We ran over hay bales which didn’t make for a flat obstacle and at the end, I slipped into a hole in the mud and lost my footing, the boys did not let go of me and pulled me out of the mud with true camaraderie right there. I ran and finished the Chicago TM as a team with the most amazing elite runners by my side. Joe and Andy are the best! I was overwhelmed by the support. They remained by my side in true spirit of Tough Mudder.
They realized I had reached the finish, happy tears for the fact that Joe and Andy did not leave my side no matter how slow I was, and sad tears because I had missed Christopher’s team and I wanted to run with his group. I will always remember Joe’s comment “the little engine that could”. I can honestly say I felt that statement as I lost my voice with the sudden onset of laryngitis. At some point during the run, in my mind I made a wish to myself that I wanted to finish and I knew I couldn’t do it on my own because of my condition. I am grateful for the outstanding support from many Mudders along the course.
I felt proud I had finished 20 obstacles in 10.1 miles.

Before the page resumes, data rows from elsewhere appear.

//! Per-endpoint rate limiting with exponential backoff.
//!
//! Each upstream endpoint gets its own fixed-window request budget. Rate-limit
//! failures put the endpoint into backoff, during which only critical
//! requests pass. Quota headers reported by the upstream override the local
//! window estimate while they are plausible.

use crate::error::RateLimitError;
use rand::Rng;
use serde::{Deserialize, Serialize};
use std::collections::HashMap;
use std::future::Future;
use std::sync::{Arc, Mutex, MutexGuard, PoisonError};
use std::time::Duration;
use tokio::time::Instant;
use tracing::{debug, info, warn};

/// How urgently a caller needs its request to go out.
#[derive(
    Debug, Clone, Copy, Default, PartialEq, Eq, Hash, PartialOrd, Ord, Serialize, Deserialize,
)]
#[serde(rename_all = "snake_case")]
pub enum RequestPriority {
    /// User-facing. Passes backoff and may wait out a full window.
    Critical,
    /// Important refreshes. May wait for an upstream quota reset.
    High,
    #[default]
    Normal,
    /// Background work.
    Low,
}

/// Request budget and backoff parameters for one endpoint.
#[derive(Debug, Clone, PartialEq, Serialize, Deserialize)]
#[serde(default)]
pub struct EndpointLimit {
    pub requests_per_window: u32,
    pub window_secs: u64,
    pub max_retries: u32,
    pub base_backoff_secs: f64,
    pub max_backoff_secs: f64,
}

impl EndpointLimit {
    pub const fn new(
        requests_per_window: u32,
        window_secs: u64,
        max_retries: u32,
        base_backoff_secs: f64,
        max_backoff_secs: f64,
    ) -> Self {
        Self {
            requests_per_window,
            window_secs,
            max_retries,
            base_backoff_secs,
            max_backoff_secs,
        }
    }

    /// Built-in limits for the upstreams the radar talks to, or the generic
    /// fallback for anything else.
    pub fn builtin(endpoint: &str) -> Self {
        match endpoint {
            "semantic_scholar" => Self::new(100, 300, 3, 60.0, 300.0),
            "semantic_scholar_partner" => Self::new(1000, 300, 3, 30.0, 300.0),
            "github" => Self::new(5000, 3600, 2, 30.0, 300.0),
            "github_unauthenticated" => Self::new(60, 3600, 2, 60.0, 300.0),
            "arxiv" => Self::new(120, 60, 3, 5.0, 300.0),
            "groq" => Self::new(30, 60, 2, 30.0, 120.0),
            "huggingface" => Self::new(100, 60, 2, 10.0, 300.0),
            _ => Self::default(),
        }
    }

    pub fn window(&self) -> Duration {
        Duration::from_secs(self.window_secs)
    }
}

impl Default for EndpointLimit {
    fn default() -> Self {
        Self::new(60, 60, 3, 1.0, 300.0)
    }
}

/// Endpoints that ship with built-in limits.
pub const BUILTIN_ENDPOINTS: [&str; 7] = [
    "semantic_scholar",
    "semantic_scholar_partner",
    "github",
    "github_unauthenticated",
    "arxiv",
    "groq",
    "huggingface",
];

/// Rate limiting settings.
#[derive(Debug, Clone, PartialEq, Serialize, Deserialize)]
#[serde(default)]
pub struct RateLimitsConfig {
    /// Randomize backoff uniformly between zero and the computed delay.
    pub jitter: bool,
    /// Longest a single caller may be blocked inside the limiter.
    pub max_wait_secs: u64,
    /// Remote reset times further out than this are ignored.
    pub reset_horizon_secs: u64,
    /// Per-endpoint overrides, merged over the built-in table.
    pub endpoints: HashMap<String, EndpointLimit>,
}

impl Default for RateLimitsConfig {
    fn default() -> Self {
        Self {
            jitter: true,
            max_wait_secs: 60,
            reset_horizon_secs: 3600,
            endpoints: BUILTIN_ENDPOINTS
                .iter()
                .map(|name| (name.to_string(), EndpointLimit::builtin(name)))
                .collect(),
        }
    }
}

impl RateLimitsConfig {
    /// The limit configured for `endpoint`, falling back to the built-ins.
    pub fn limit_for(&self, endpoint: &str) -> EndpointLimit {
        self.endpoints
            .get(endpoint)
            .cloned()
            .unwrap_or_else(|| EndpointLimit::builtin(endpoint))
    }

    pub fn validate(&self) -> Vec<String> {
        let mut problems = Vec::new();
        if self.max_wait_secs == 0 {
            problems.push("rate_limits.max_wait_secs must be positive".to_string());
        }
        let mut names: Vec<&String> = self.endpoints.keys().collect();
        names.sort();
        for name in names {
            let limit = &self.endpoints[name];
            if limit.requests_per_window == 0 {
                problems.push(format!(
                    "rate_limits.endpoints.{name}.requests_per_window must be positive"
                ));
            }
            if limit.window_secs == 0 {
                problems.push(format!(
                    "rate_limits.endpoints.{name}.window_secs must be positive"
                ));
            }
            let backoff_ok = limit.base_backoff_secs.is_finite()
                && limit.base_backoff_secs >= 0.0
                && limit.max_backoff_secs.is_finite()
                && limit.max_backoff_secs >= limit.base_backoff_secs;
            if !backoff_ok {
                problems.push(format!(
                    "rate_limits.endpoints.{name}: need 0 <= base_backoff_secs <= max_backoff_secs"
                ));
            }
        }
        problems
    }
}

fn secs(value: f64) -> Duration {
    if value.is_finite() && value > 0.0 {
        Duration::from_secs_f64(value)
    } else {
        Duration::ZERO
    }
}

/// Exponential backoff with optional full jitter.
#[derive(Debug, Clone, PartialEq)]
pub struct ExponentialBackoff {
    pub base_secs: f64,
    pub max_secs: f64,
    pub jitter: bool,
}

impl ExponentialBackoff {
    pub fn new(base_secs: f64, max_secs: f64, jitter: bool) -> Self {
        Self {
            base_secs,
            max_secs,
            jitter,
        }
    }

    /// Upper bound of the delay after `failures` consecutive failures:
    /// `min(base * 2^failures, max)`, zero when nothing has failed.
    pub fn capped(&self, failures: u32) -> Duration {
        if failures == 0 {
            return Duration::ZERO;
        }
        let exponent = failures.min(63) as i32;
        let raw = self.base_secs * 2f64.powi(exponent);
        secs(raw.min(self.max_secs))
    }

    /// Delay to apply after `failures` consecutive failures. With jitter
    /// the delay is uniform in `[0, capped]`.
    pub fn calculate(&self, failures: u32) -> Duration {
        let cap = self.capped(failures);
        if !self.jitter || cap.is_zero() {
            return cap;
        }
        let jittered = rand::thread_rng().gen_range(0.0..=cap.as_secs_f64());
        secs(jittered)
    }
}

/// Mutable bookkeeping of one endpoint.
#[derive(Debug, Clone)]
pub struct RateLimiterState {
    pub requests_this_window: u32,
    pub window_start: Instant,
    pub consecutive_failures: u32,
    pub last_failure_time: Option<Instant>,
    /// Non-critical requests are rejected until this instant.
    pub backoff_until: Option<Instant>,
    pub remote_remaining: Option<i64>,
    pub remote_reset: Option<Instant>,
}

impl RateLimiterState {
    fn new(now: Instant) -> Self {
        Self {
            requests_this_window: 0,
            window_start: now,
            consecutive_failures: 0,
            last_failure_time: None,
            backoff_until: None,
            remote_remaining: None,
            remote_reset: None,
        }
    }
}

/// When an upstream quota resets, as reported in a header.
#[derive(Debug, Clone, Copy, PartialEq, Eq)]
pub enum RemoteReset {
    /// Unix timestamp in seconds.
    At(i64),
    /// Relative to when the header was read.
    After(Duration),
}

impl RemoteReset {
    /// Time left until the reset, given the current unix time.
    pub fn remaining(&self, now_epoch_secs: i64) -> Duration {
        match *self {
            Self::At(ts) => Duration::from_secs(ts.saturating_sub(now_epoch_secs).max(0) as u64),
            Self::After(d) => d,
        }
    }
}

/// Quota information extracted from upstream response headers.
#[derive(Debug, Clone, Default, PartialEq, Eq)]
pub struct RemoteQuota {
    pub remaining: Option<i64>,
    pub reset: Option<RemoteReset>,
    pub retry_after: Option<Duration>,
}

impl RemoteQuota {
    pub fn is_empty(&self) -> bool {
        self.remaining.is_none() && self.reset.is_none() && self.retry_after.is_none()
    }
}

/// Parse `x-ratelimit-remaining`, `x-ratelimit-reset` and `Retry-After`.
///
/// A reset value above 1e9 is a unix timestamp; smaller values are seconds
/// from now. Unparseable values are skipped.
pub fn parse_remote_headers(headers: &reqwest::header::HeaderMap) -> RemoteQuota {
    let header = |name: &str| headers.get(name).and_then(|v| v.to_str().ok()).map(str::trim);

    let remaining = header("x-ratelimit-remaining").and_then(|v| v.parse::<i64>().ok());

    let reset = header("x-ratelimit-reset")
        .and_then(|v| v.parse::<f64>().ok())
        .filter(|v| v.is_finite() && *v >= 0.0)
        .map(|v| {
            if v > 1e9 {
                RemoteReset::At(v as i64)
            } else {
                RemoteReset::After(secs(v))
            }
        });

    let retry_after = header("retry-after").and_then(|v| {
        if let Ok(n) = v.parse::<u64>() {
            return Some(Duration::from_secs(n));
        }
        // Fractional seconds, optionally suffixed ("1.5", "0.5s").
        v.strip_suffix('s')
            .unwrap_or(v)
            .parse::<f64>()
            .ok()
            .filter(|s| s.is_finite() && *s >= 0.0)
            .map(secs)
    });

    RemoteQuota {
        remaining,
        reset,
        retry_after,
    }
}

enum Decision {
    Proceed,
    Reject,
    Wait(Duration),
}

/// Rate limiter for a single endpoint.
///
/// State lives behind a synchronous mutex that is never held across an
/// await; waits happen after the lock is released and re-check on wake.
pub struct AdaptiveRateLimiter {
    endpoint: String,
    limit: EndpointLimit,
    backoff: ExponentialBackoff,
    max_wait: Duration,
    reset_horizon: Duration,
    state: Mutex<RateLimiterState>,
}
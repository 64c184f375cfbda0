//! On-disk JSON records for the file cache tier.
//!
//! A record is replaced by writing a uniquely named `.tmp` sibling and
//! renaming it over the target. Readers see either the old record or the new
//! one, and concurrent writers of one key never share a temp file.

use serde::Serialize;
use serde::de::DeserializeOwned;
use std::io;
use std::path::{Path, PathBuf};

/// Result of reading one record file.
#[derive(Debug)]
pub enum RecordRead<T> {
    /// No file at that path.
    Missing,
    Parsed(T),
    /// The file exists but does not hold a `T`.
    Unreadable(serde_json::Error),
}

/// Serialize `record` and swap it into place, creating parent directories.
pub async fn write_record<T: Serialize>(path: &Path, record: &T) -> io::Result<()> {
    let bytes = serde_json::to_vec(record).map_err(io::Error::other)?;
    if let Some(parent) = path.parent() {
        tokio::fs::create_dir_all(parent).await?;
    }

    let staging = staging_path(path);
    tokio::fs::write(&staging, &bytes).await?;
    tokio::fs::rename(&staging, path).await.inspect_err(|_| {
        // Best effort; a stray staging file is ignored by directory scans.
        let _ = std::fs::remove_file(&staging);
    })
}

/// Read and parse a record file. I/O failures other than "not found" are errors.
pub async fn read_record<T: DeserializeOwned>(path: &Path) -> io::Result<RecordRead<T>> {
    let bytes = match tokio::fs::read(path).await {
        Ok(bytes) => bytes,
        Err(e) if e.kind() == io::ErrorKind::NotFound => return Ok(RecordRead::Missing),
        Err(e) => return Err(e),
    };
    Ok(match serde_json::from_slice(&bytes) {
        Ok(record) => RecordRead::Parsed(record),
        Err(e) => RecordRead::Unreadable(e),
    })
}

/// Delete a record file. Returns `false` when there was nothing to delete.
pub async fn discard_record(path: &Path) -> io::Result<bool> {
    tokio::fs::remove_file(path)
        .await
        .map(|()| true)
        .or_else(|e| match e.kind() {
            io::ErrorKind::NotFound => Ok(false),
            _ => Err(e),
        })
}

fn staging_path(path: &Path) -> PathBuf {
    let mut name = path.file_name().unwrap_or_default().to_os_string();
    name.push(format!(".{:016x}.tmp", rand::random::<u64>()));
    path.with_file_name(name)
}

For a moment I could have pulled out BUT there were great rewards beyond the orange headband and a free beer. The extras are the great memories, meeting new Mudders who have become friends and feeling proud to have accomplished a Tough Mudder. It was excitement and a grand feeling when that orange headband was being placed on my head. The sudden feeling of pain did not become the center of my focus the laughter and smiles and hearing people congratulate you, high fives which become the replays of memories in my mind. When are you signing up? It’s an investment!